Była żołnierzem Armii Krajowej. Tuż przed powstaniem warszawskim nie dociera do niej rozkaz o zgrupowaniu jej batalionu pod Pielaszowem. Anna jest w trakcie przygotowań do ślubu z Michałem; ma zaledwie 17 lat. Batalion AK zbiera się pod Pielaszowem. Ktoś sypnął... Pojawili się własowcy... Tam były moje koleżanki... nie będę opowiadała, co z nimi zrobili... 

Po wojnie Proszkowscy wyrzuceni przez nową władzę ze swego majątku Jawor na Kielecczyźnie trafiają na „ziemie odzyskane” – na Dolny Śląsk, do Udanina pod Wrocław. Anna, bez zawodu, zostaje przedszkolanką. Wokoło nie ma nic. Są dzieci. Nie ma zabawek. Anna wpada na pomysł wylepiania główek jakichś lalek na... żarówkach. Jeździ do Wrocławia na kursy dla przedszkolanek. Kursy – dziś powiedzielibyśmy: warsztaty – prowadzą osobowości ówczesnego teatru lalek. Wśród nich Władysław Jarema, ówczesny dyrektor krakowskiego teatru Groteska. To on namawia ją do egzaminu eksternistycznego. Chodzi o egzamin aktorski teatru lalek. Nie istnieją wtedy jeszcze wydziały kształcące takich aktorów. Anna się decyduje. Egzamin odbywa się w Krakowie w teatrze Groteska. Gęsto od kandydatów z różnych teatrów lalek. Anna jest spoza. Spoza środowiska. Papiery złożone. Teksty wykute. Z prozy Ogniem i mieczem... Sceny w lalkach przygotowane „na dwie ręce”. Bo nie ma partnera. Wynika problem. Każdy kandydat przystępujący do egzaminu eksternistycznego powinien przepracować w teatrze trzy sezony jako adept. Anna nie przepracowała ani jednego. Zostaje dopuszczona warunkowo i... jako jedna z dwóch osób zdaje z oceną najwyższą – bardzo dobrą. Z praktyki i teorii. 

Po egzaminie angażuje się do teatru lalek we Wrocławiu, któremu szefuje małżeństwo Kalinowiczów. To scena lalkowa przy Teatrze Rozmaitości. Miejsce raczej bez znaczenia. Tak zaczyna się artystyczna droga Anny Proszkowskiej, aktorki, późniejszej pedagog lalkarstwa, reżyserki, artystki. 

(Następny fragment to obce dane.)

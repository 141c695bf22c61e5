use crate::updater::{LeagueReport, Report};
use chrono::FixedOffset;
use odds_processor::parlay::DEFAULT_LEGS;
use odds_processor::picks::format_line;
use odds_processor::types::{GameAnalysis, Parlay};
use std::fmt::Write as _;
use std::path::Path;
use tokio::fs;
use tracing::info;

const HEAD: &str = r#"<!DOCTYPE html>
<html lang="en">
<head>
    <meta charset="UTF-8">
    <meta name="viewport" content="width=device-width, initial-scale=1.0">
    <title>Sharp Picks | NFL &amp; CFB Analysis</title>
    <style>
        body { background: #0f172a; color: #e2e8f0; font-family: system-ui, sans-serif; margin: 0; }
        main { max-width: 960px; margin: 0 auto; padding: 24px; }
        .card { background: #1e293b; border: 1px solid rgba(34, 197, 94, 0.3); border-radius: 12px; padding: 20px; margin-bottom: 20px; }
        .pick { background: rgba(34, 197, 94, 0.1); border-radius: 8px; padding: 12px; margin: 12px 0; }
        .units { background: #22c55e; color: #000; border-radius: 6px; padding: 2px 8px; font-weight: 700; }
        .conf-high { color: #4ade80; } .conf-mid { color: #facc15; } .conf-low { color: #fb923c; }
        .muted { color: #94a3b8; font-size: 0.9em; }
        h4 { color: #60a5fa; margin-bottom: 4px; }
    </style>
</head>
<body>
<main>
"#;

const TAIL: &str = "</main>\n</body>\n</html>\n";

/// Render the whole page for one report
pub fn render(report: &Report, offset: FixedOffset) -> String {
    let mut html = String::from(HEAD);
    let generated = report.generated_at.with_timezone(&offset);

    let _ = writeln!(
        html,
        "<header><h1>Sharp Picks</h1><p class=\"muted\">{} Week {} &middot; Updated {}</p></header>",
        report.season,
        report.week,
        generated.format("%Y-%m-%d %H:%M")
    );

    for league in &report.leagues {
        html.push_str(&parlay_section(&league.parlay));
    }
    for league in &report.leagues {
        html.push_str(&league_section(league, report.week, offset));
    }

    html.push_str(TAIL);
    html
}

fn parlay_section(parlay: &Parlay) -> String {
    let mut html = String::new();
    let _ = writeln!(html, "<section class=\"card\">");
    let _ = writeln!(html, "<h2>{} {}-Game Parlay</h2>", parlay.league, DEFAULT_LEGS);

    match parlay.odds {
        Some(odds) => {
            let _ = writeln!(html, "<p><strong>{odds:+}</strong></p>");
            for (i, leg) in parlay.legs.iter().enumerate() {
                let _ = writeln!(
                    html,
                    "<div class=\"pick\"><strong>Game {}</strong> <span class=\"{}\">{}% Confidence</span><br>{}<br><span class=\"muted\">{}</span></div>",
                    i + 1,
                    confidence_class(leg.confidence),
                    leg.confidence,
                    escape(&leg.pick),
                    escape(&leg.matchup)
                );
            }
        }
        None => {
            let _ = writeln!(html, "<p class=\"muted\">No parlay this week</p>");
        }
    }

    let _ = writeln!(html, "<p>{}</p>", escape(&parlay.reasoning));
    html.push_str("</section>\n");
    html
}

fn league_section(league: &LeagueReport, week: u32, offset: FixedOffset) -> String {
    let mut html = String::new();
    let _ = writeln!(html, "<h2>{} Week {} Analysis</h2>", league.league, week);
    if league.demo {
        let _ = writeln!(html, "<p class=\"muted\">Live odds unavailable, showing sample lines.</p>");
    }
    if league.games.is_empty() {
        let _ = writeln!(html, "<p class=\"muted\">No {} games on the board.</p>", league.league);
    }
    for game in &league.games {
        html.push_str(&game_card(game, offset));
    }
    html
}

fn game_card(card: &GameAnalysis, offset: FixedOffset) -> String {
    let game = &card.game;
    let pick = &card.pick;
    let score = &card.predicted_score;
    let kickoff = game.commence_time.with_timezone(&offset);
    let with_record = |team: &str, record: &Option<String>| match record {
        Some(r) => format!("{} ({})", escape(team), escape(r)),
        None => escape(team),
    };

    let mut html = String::new();
    let _ = writeln!(html, "<article class=\"card\">");
    let _ = writeln!(
        html,
        "<h3>{} @ {}</h3>",
        with_record(&game.away_team, &card.away_record),
        with_record(&game.home_team, &card.home_record)
    );
    let _ = writeln!(
        html,
        "<p class=\"muted\">{} &middot; {}</p>",
        kickoff.format("%A %b %-d, %-I:%M %p"),
        escape(&card.venue)
    );
    let _ = writeln!(
        html,
        "<p>Line: {} {} &middot; O/U {:.1}</p>",
        escape(last_word(&game.home_team)),
        format_line(game.spread),
        game.total
    );
    if let Some((away, home)) = card.fair_moneyline {
        let _ = writeln!(html, "<p class=\"muted\">No-vig moneyline: {away:+} / {home:+}</p>");
    }

    let _ = writeln!(
        html,
        "<div class=\"pick\"><strong>PICK: {} {}</strong> <span class=\"units\">{}</span> <span class=\"{}\">{}%</span><br>Predicted Score: {} {}, {} {} ({} {})</div>",
        escape(pick.short_team()),
        escape(&pick.line),
        pick.units,
        confidence_class(pick.confidence),
        pick.confidence,
        escape(last_word(&game.away_team)),
        score.away_score,
        escape(last_word(&game.home_team)),
        score.home_score,
        score.lean,
        score.total_projected
    );

    for (title, body) in [
        ("The Line", &card.analysis.the_line),
        ("The Matchup", &card.analysis.the_matchup),
        ("The Angle", &card.analysis.the_angle),
        ("The Bottom Line", &card.analysis.the_bottom_line),
    ] {
        let _ = writeln!(html, "<h4>{title}</h4><p>{}</p>", escape(body));
    }

    html.push_str("</article>\n");
    html
}

fn confidence_class(confidence: u8) -> &'static str {
    match confidence {
        80..=u8::MAX => "conf-high",
        70..=79 => "conf-mid",
        _ => "conf-low",
    }
}

fn last_word(team: &str) -> &str {
    team.split_whitespace().last().unwrap_or(team)
}

pub fn escape(text: &str) -> String {
    let mut out = String::with_capacity(text.len());
    for c in text.chars() {
        match c {
            '&' => out.push_str("&amp;"),
            '<' => out.push_str("&lt;"),
            '>' => out.push_str("&gt;"),
            '"' => out.push_str("&quot;"),
            '\'' => out.push_str("&#39;"),
            _ => out.push(c),
        }
    }
    out
}

/// Write through a sibling temp file and rename, so readers never see a
/// half-written page.
pub async fn write_atomic(path: &Path, contents: &str) -> std::io::Result<()> {
    if let Some(parent) = path.parent().filter(|p| !p.as_os_str().is_empty()) {
        fs::create_dir_all(parent).await?;
    }

    let mut tmp_name = path.file_name().unwrap_or_default().to_os_string();
    tmp_name.push(".tmp");
    let tmp = path.with_file_name(tmp_name);

    fs::write(&tmp, contents).await?;
    fs::rename(&tmp, path).await?;
    info!("📝 Wrote {} ({} bytes)", path.display(), contents.len());
    Ok(())
}

#[cfg(test)]
mod tests {
    use super::*;
    use crate::demo::demo_games;
    use chrono::Utc;
    use odds_processor::analysis::analyze_game;
    use odds_processor::parlay::build_parlay;
    use odds_processor::stats::SeasonTable;
    use odds_processor::types::League;
    use uuid::Uuid;

    fn sample_report() -> Report {
        let table = SeasonTable::from_results(&[]);
        let games: Vec<GameAnalysis> = demo_games(Utc::now())
            .iter()
            .map(|g| analyze_game(g, &table, 3))
            .collect();
        let parlay = build_parlay(&games, League::Nfl, DEFAULT_LEGS).unwrap();
        Report {
            run_id: Uuid::new_v4(),
            season: 2025,
            week: 3,
            generated_at: Utc::now(),
            leagues: vec![LeagueReport {
                league: League::Nfl,
                games,
                parlay,
                demo: true,
            }],
        }
    }

    #[test]
    fn escapes_markup() {
        assert_eq!(escape("A&M <b>\"x\"</b>"), "A&amp;M &lt;b&gt;&quot;x&quot;&lt;/b&gt;");
    }

    #[test]
    fn page_contains_every_game_and_parlay() {
        let offset = FixedOffset::west_opt(4 * 3600).unwrap();
        let html = render(&sample_report(), offset);

        assert!(html.starts_with("<!DOCTYPE html>"));
        assert!(html.contains("NFL Week 3 Analysis"));
        assert!(html.contains("NFL 3-Game Parlay"));
        assert!(html.contains("Kansas City Chiefs @ Buffalo Bills"));
        assert!(html.contains("Green Bay Packers @ Chicago Bears"));
        assert!(html.contains("showing sample lines"));
        assert!(html.ends_with("</html>\n"));
    }

    #[tokio::test]
    async fn atomic_write_replaces_file() {
        let dir = tempfile::tempdir().unwrap();
        let path = dir.path().join("site").join("index.html");

        write_atomic(&path, "first").await.unwrap();
        write_atomic(&path, "second").await.unwrap();

        assert_eq!(std::fs::read_to_string(&path).unwrap(), "second");
        assert!(!dir.path().join("site").join("index.html.tmp").exists());
    }
}
mod config;
mod demo;
mod discord;
mod odds_api;
mod publish;
mod schedule;
mod server;
mod site;
mod updater;

use anyhow::{Context, Result};
use clap::{Parser, Subcommand};
use config::Config;
use odds_processor::{american_to_decimal, combine_legs, decimal_to_american, implied_probability};
use std::path::Path;
use std::sync::Arc;
use tokio::sync::RwLock;
use tracing::{error, info};
use tracing_subscriber::{fmt, EnvFilter};
use updater::SharedReport;

#[derive(Parser, Debug)]
#[command(name = "picks-engine")]
#[command(version, about = "Weekly NFL and CFB picks, parlays and odds tools", long_about = None)]
struct Cli {
    #[command(subcommand)]
    command: Commands,
}

#[derive(Subcommand, Debug)]
enum Commands {
    #[command(flatten)]
    Service(ServiceCommand),

    #[command(flatten)]
    Tool(ToolCommand),
}

/// Commands that need configuration and logging
#[derive(Subcommand, Debug)]
enum ServiceCommand {
    /// Run one full update and exit
    Update,

    /// Run updates on the weekly schedule
    Schedule,

    /// Serve the site and report, running the schedule in the background
    Serve {
        /// Port to listen on (defaults to PORT)
        #[arg(short, long)]
        port: Option<u16>,
    },
}

/// Offline odds calculators
#[derive(Subcommand, Debug)]
enum ToolCommand {
    /// Price a parlay from American odds legs
    Parlay {
        #[arg(required = true, num_args = 1.., allow_negative_numbers = true)]
        legs: Vec<i32>,
    },

    /// Convert between American and decimal odds
    #[command(subcommand)]
    Convert(ConvertCommand),
}

#[derive(Subcommand, Debug)]
enum ConvertCommand {
    /// American to decimal
    American {
        #[arg(allow_negative_numbers = true)]
        odds: i32,
    },
    /// Decimal to American
    Decimal { odds: f64 },
}

fn init_logging() {
    let filter = EnvFilter::try_from_default_env().unwrap_or_else(|_| EnvFilter::new("info"));
    match std::env::var("LOG_FORMAT").as_deref() {
        Ok("json") => fmt().json().with_env_filter(filter).init(),
        _ => fmt().with_env_filter(filter).init(),
    }
}

#[tokio::main]
async fn main() -> Result<()> {
    dotenvy::dotenv().ok();
    let cli = Cli::parse();

    match cli.command {
        Commands::Tool(tool) => run_tool(tool),
        Commands::Service(command) => {
            init_logging();
            let config = Config::from_env().context("invalid configuration")?;
            info!("📋 Configuration loaded");
            run(command, config).await
        }
    }
}

fn run_tool(tool: ToolCommand) -> Result<()> {
    match tool {
        ToolCommand::Parlay { legs } => {
            let odds = combine_legs(&legs)?;
            println!("{odds:+}");
        }
        ToolCommand::Convert(ConvertCommand::American { odds }) => {
            let decimal = american_to_decimal(odds)?;
            let implied = implied_probability(odds)?;
            println!("{decimal:.3} (implied {:.1}%)", implied * 100.0);
        }
        ToolCommand::Convert(ConvertCommand::Decimal { odds }) => {
            println!("{:+}", decimal_to_american(odds)?);
        }
    }
    Ok(())
}

async fn run(command: ServiceCommand, config: Config) -> Result<()> {
    match command {
        ServiceCommand::Update => {
            let report = updater::run_update(&config).await?;
            for league in &report.leagues {
                info!(
                    "{}: {} games, parlay {}",
                    league.league,
                    league.games.len(),
                    league
                        .parlay
                        .odds
                        .map(|o| format!("{o:+}"))
                        .unwrap_or_else(|| "none".to_string())
                );
            }
            Ok(())
        }
        ServiceCommand::Schedule => {
            let latest: SharedReport = Arc::new(RwLock::new(None));
            schedule::run_forever(config, latest).await;
            Ok(())
        }
        ServiceCommand::Serve { port } => {
            let port = port.unwrap_or(config.server_port);
            let site_dir = site_dir(&config.site_output).to_path_buf();
            let existing = updater::load_report(&updater::report_path(&config.site_output)).await;
            if existing.is_some() {
                info!("Loaded previous report");
            }
            let latest: SharedReport = Arc::new(RwLock::new(existing));

            let scheduler = tokio::spawn(schedule::run_forever(config, latest.clone()));
            let result = server::serve(latest, &site_dir, port).await;
            scheduler.abort();
            if let Err(e) = &result {
                error!("Server stopped: {:#}", e);
            }
            result
        }
    }
}

fn site_dir(site_output: &Path) -> &Path {
    match site_output.parent() {
        Some(dir) if !dir.as_os_str().is_empty() => dir,
        _ => Path::new("."),
    }
}

#[cfg(test)]
mod tests {
    use super::*;

    #[test]
    fn parses_negative_parlay_legs() {
        let cli = Cli::try_parse_from(["picks-engine", "parlay", "-110", "+150", "-200"]).unwrap();
        match cli.command {
            Commands::Tool(ToolCommand::Parlay { legs }) => assert_eq!(legs, vec![-110, 150, -200]),
            other => panic!("unexpected command {other:?}"),
        }
    }

    #[test]
    fn parses_convert_subcommands() {
        let cli = Cli::try_parse_from(["picks-engine", "convert", "american", "-110"]).unwrap();
        assert!(matches!(
            cli.command,
            Commands::Tool(ToolCommand::Convert(ConvertCommand::American { odds: -110 }))
        ));

        let cli = Cli::try_parse_from(["picks-engine", "convert", "decimal", "2.5"]).unwrap();
        assert!(matches!(
            cli.command,
            Commands::Tool(ToolCommand::Convert(ConvertCommand::Decimal { .. }))
        ));
    }

    #[test]
    fn service_commands_sit_at_top_level() {
        let cli = Cli::try_parse_from(["picks-engine", "update"]).unwrap();
        assert!(matches!(cli.command, Commands::Service(ServiceCommand::Update)));

        let cli = Cli::try_parse_from(["picks-engine", "serve", "--port", "9000"]).unwrap();
        assert!(matches!(
            cli.command,
            Commands::Service(ServiceCommand::Serve { port: Some(9000) })
        ));

        let cli = Cli::try_parse_from(["picks-engine", "schedule"]).unwrap();
        assert!(matches!(cli.command, Commands::Service(ServiceCommand::Schedule)));
    }

    #[test]
    fn tools_run_without_configuration() {
        assert!(run_tool(ToolCommand::Parlay { legs: vec![-110, -110, -110] }).is_ok());
        assert!(run_tool(ToolCommand::Parlay { legs: vec![0] }).is_err());
        assert!(run_tool(ToolCommand::Convert(ConvertCommand::Decimal { odds: 1.0 })).is_err());
    }

    #[test]
    fn site_dir_defaults_to_cwd() {
        assert_eq!(site_dir(Path::new("index.html")), Path::new("."));
        assert_eq!(site_dir(Path::new("public/index.html")), Path::new("public"));
    }
}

We Wrocławiu zmiany w kierowaniu teatrem następują szybko; po Kalinowiczach opiekę nad sceną obejmuje scenografka Leokadia Serafinowicz, a po niej – Jan Potiszil i wreszcie Stanisław Stapf, cicha i wielka osobowość. Powoli pojawiają się pierwsze ambicje artystyczne teatru, nowi ludzie, nowe pomysły. Powoli buduje się nowy teatr, nowa wartość na scenie wrocławskiej i poza nią. 

Anna trafia do teatru jako kobieta dojrzała; ma 35 lat. Od początku kariery nie dostaje więc słodkich, papierowych ról, a jeśli nawet jakaś się trafia, to i tak w końcu aktorka robi z niej rolę charakterystyczną. 

Pierwsze szlify aktorskie zdobywa na prostym, bardzo prostym materiale. Banałem byłoby powiedzieć, że każda rola jest okazją do pracy nad sobą. Anna stara się być jak muzyk w orkiestrze. Dostosować się do reszty, współbrzmieć. Wszystko to w repertuarze dla dzieci. I nagle pojawia się on – Jan Dorman. Już wtedy znany reżyser, artysta, ekscentryk... Anna znajduje się w obsadzie jego Don Kichota. Wcześniej widziała jego spektakle, ale ich nie rozumiała. Teraz jest w środku, teraz rozumie. Teraz już nie jest tylko cząstką zespołu. Teraz czuje magię teatru i magię kreacji. Dorman nie pozwala na zbytnią ingerencję aktorów w swój pomysł. Mimo to czuje, że powstaje dzieło, nie tylko spektakl. Dorman przynosi codziennie nowe strony ze scenariusza, indukuje nowe etiudy aktorskie. I w finale jest efekt. 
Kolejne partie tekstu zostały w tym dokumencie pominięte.